───── Record extracts ─────

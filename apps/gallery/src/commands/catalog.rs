//! # Catalog Commands
//!
//! Read-only views of the catalog for the grid and the detail page.
//!
//! ```text
//! ┌─────────────────────────────────────────────────────────────────────────┐
//! │  Grid                                   Detail page                     │
//! │  ┌─────────┐ ┌─────────┐ ┌─────────┐   ┌───────────────────────────┐    │
//! │  │ Sunny   │ │Amsterdam│ │ Dutch   │   │ Dutch Windmills           │    │
//! │  │ Days    │ │ Sunset  │ │Windmills│   │ Oil on canvas · 50x70 cm  │    │
//! │  │ €150.00 │ │Not for  │ │ Sold    │   │ Sold                      │    │
//! │  │         │ │ sale    │ │         │   │ [detail images...]        │    │
//! │  └─────────┘ └─────────┘ └─────────┘   └───────────────────────────┘    │
//! │   list_artworks()                        get_artwork(3)                 │
//! └─────────────────────────────────────────────────────────────────────────┘
//! ```

use atelier_core::catalog::find_artwork;
use atelier_core::i18n::Translations;
use atelier_core::{Artwork, ArtworkStatus, Facets, Language};
use serde::Serialize;
use tracing::debug;
use ts_rs::TS;

use crate::error::{ApiError, ApiResult, ErrorCode};
use crate::state::{CatalogOrigin, CatalogState, FilterEngine, GalleryConfig, TranslationState};

/// One tile in the gallery grid.
#[derive(Debug, Clone, PartialEq, Serialize, TS)]
#[ts(export)]
#[serde(rename_all = "camelCase")]
pub struct ArtworkCard {
    pub id: i64,
    pub title: String,
    pub artist: String,
    pub price_label: String,
    pub status: ArtworkStatus,
    pub purchasable: bool,
    pub main_image: String,
    pub dimensions: String,
    pub material: String,
}

/// The grid after filtering.
#[derive(Debug, Clone, PartialEq, Serialize, TS)]
#[ts(export)]
#[serde(rename_all = "camelCase")]
pub struct GalleryPage {
    pub items: Vec<ArtworkCard>,
    /// Size of the unfiltered catalog.
    pub total: usize,
    pub filters_active: bool,
}

/// Everything the detail page shows.
#[derive(Debug, Clone, PartialEq, Serialize, TS)]
#[ts(export)]
#[serde(rename_all = "camelCase")]
pub struct ArtworkDetail {
    #[serde(flatten)]
    pub card: ArtworkCard,
    /// Description in the active language.
    pub description: String,
    pub detail_images: Vec<String>,
}

/// Price text shown under a work.
///
/// Sold wins over everything else; a work that is not for sale or has no
/// price reads as not for sale.
pub fn price_label(artwork: &Artwork, config: &GalleryConfig, translations: &Translations) -> String {
    match (artwork.status().translation_key(), artwork.price_cents) {
        (Some(key), _) => translations.translate(key),
        (None, Some(cents)) => config.format_currency(cents),
        (None, None) => translations.translate("artwork.notForSale"),
    }
}

fn card(artwork: &Artwork, config: &GalleryConfig, translations: &Translations) -> ArtworkCard {
    ArtworkCard {
        id: artwork.id,
        title: artwork.title.clone(),
        artist: artwork.artist.clone(),
        price_label: price_label(artwork, config, translations),
        status: artwork.status(),
        purchasable: artwork.is_purchasable(),
        main_image: artwork.main_image.clone(),
        dimensions: artwork.dimensions.clone(),
        material: artwork.material.clone(),
    }
}

fn detail(
    artwork: &Artwork,
    language: Language,
    config: &GalleryConfig,
    translations: &Translations,
) -> ArtworkDetail {
    ArtworkDetail {
        card: card(artwork, config, translations),
        description: artwork.description.get(language).to_string(),
        detail_images: artwork.detail_images.clone(),
    }
}

fn not_loaded() -> ApiError {
    ApiError::new(ErrorCode::CatalogError, "Catalog not loaded yet")
}

/// Lists the artworks matching the current criteria, in view order.
pub fn list_artworks(
    engine: &FilterEngine,
    config: &GalleryConfig,
    translations: &TranslationState,
) -> ApiResult<GalleryPage> {
    let frame = engine.frame().ok_or_else(not_loaded)?;
    let total = frame.catalog.artworks.len();
    let loaded = translations.current();

    debug!(visible = frame.view.len(), total, "Listing artworks");

    Ok(GalleryPage {
        items: frame
            .view
            .items()
            .iter()
            .map(|a| card(a, config, &loaded.table))
            .collect(),
        total,
        filters_active: frame.criteria.is_active(),
    })
}

/// Gets one artwork by id from the full catalog.
pub fn get_artwork(
    id: i64,
    catalog: &CatalogState,
    config: &GalleryConfig,
    translations: &TranslationState,
) -> ApiResult<ArtworkDetail> {
    let snapshot = catalog.current().ok_or_else(not_loaded)?;
    let artwork = find_artwork(&snapshot.artworks, id)?;
    let loaded = translations.current();

    Ok(detail(artwork, loaded.language, config, &loaded.table))
}

/// Filter panel options, from the full catalog.
pub fn get_facets(engine: &FilterEngine) -> ApiResult<Facets> {
    engine.facets().ok_or_else(not_loaded)
}

/// Where the current catalog came from.
pub fn catalog_origin(catalog: &CatalogState) -> ApiResult<CatalogOrigin> {
    catalog
        .current()
        .map(|snapshot| snapshot.origin)
        .ok_or_else(not_loaded)
}

#[cfg(test)]
mod tests {
    use super::*;
    use crate::state::CriteriaStore;
    use atelier_core::catalog::fallback_catalog;

    fn translations() -> Translations {
        Translations::from_json_str(
            r#"{"artwork": {"sold": "Verkocht", "notForSale": "Niet te koop"}}"#,
        )
        .unwrap()
    }

    #[test]
    fn test_price_labels() {
        let config = GalleryConfig::default();
        let t = translations();
        let labels: Vec<String> = fallback_catalog()
            .iter()
            .map(|a| price_label(a, &config, &t))
            .collect();
        assert_eq!(labels, vec!["€150.00", "Niet te koop", "Verkocht"]);
    }

    #[test]
    fn test_price_label_without_price_or_flags() {
        let mut artwork = fallback_catalog().remove(0);
        artwork.price_cents = None;
        let label = price_label(&artwork, &GalleryConfig::default(), &Translations::default());
        assert_eq!(label, "artwork.notForSale");
    }

    #[tokio::test]
    async fn test_list_and_get() {
        let dir = tempfile::tempdir().unwrap();
        let translations = TranslationState::load(dir.path(), Language::Nl).await;
        let config = GalleryConfig::default();
        let catalog = CatalogState::new();
        let criteria = CriteriaStore::new();
        let engine = FilterEngine::new(catalog.clone(), criteria.clone());

        let err = list_artworks(&engine, &config, &translations).unwrap_err();
        assert_eq!(err.code, ErrorCode::CatalogError);

        catalog.publish(fallback_catalog());
        criteria.set_search_term("windmills");

        let page = list_artworks(&engine, &config, &translations).unwrap();
        assert_eq!(page.total, 3);
        assert!(page.filters_active);
        assert_eq!(page.items.len(), 1);
        assert_eq!(page.items[0].status, ArtworkStatus::Sold);
        assert!(!page.items[0].purchasable);

        let detail = get_artwork(1, &catalog, &config, &translations).unwrap();
        assert!(detail.description.starts_with("Een prachtig schilderij"));
        assert_eq!(detail.detail_images.len(), 2);

        let err = get_artwork(99, &catalog, &config, &translations).unwrap_err();
        assert_eq!(err.code, ErrorCode::NotFound);
    }

    #[tokio::test]
    async fn test_page_counts_follow_republished_catalog() {
        let dir = tempfile::tempdir().unwrap();
        let translations = TranslationState::load(dir.path(), Language::En).await;
        let config = GalleryConfig::default();
        let catalog = CatalogState::new();
        let engine = FilterEngine::new(catalog.clone(), CriteriaStore::new());

        catalog.publish(fallback_catalog());
        let page = list_artworks(&engine, &config, &translations).unwrap();
        assert_eq!((page.items.len(), page.total), (3, 3));

        catalog.publish(fallback_catalog().into_iter().take(1).collect());
        let page = list_artworks(&engine, &config, &translations).unwrap();
        assert_eq!((page.items.len(), page.total), (1, 1));
        assert!(!page.filters_active);
    }
}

─────

_Task item_
Copy the records above exactly, beginning at the line that contains "let labels: Vec<String>" and stopping after the line that contains "artwork.price_cents = None;".

_Worked solution_
        let labels: Vec<String> = fallback_catalog()
            .iter()
            .map(|a| price_label(a, &config, &t))
            .collect();
        assert_eq!(labels, vec!["€150.00", "Niet te koop", "Verkocht"]);
    }

    #[test]
    fn test_price_label_without_price_or_flags() {
        let mut artwork = fallback_catalog().remove(0);
        artwork.price_cents = None;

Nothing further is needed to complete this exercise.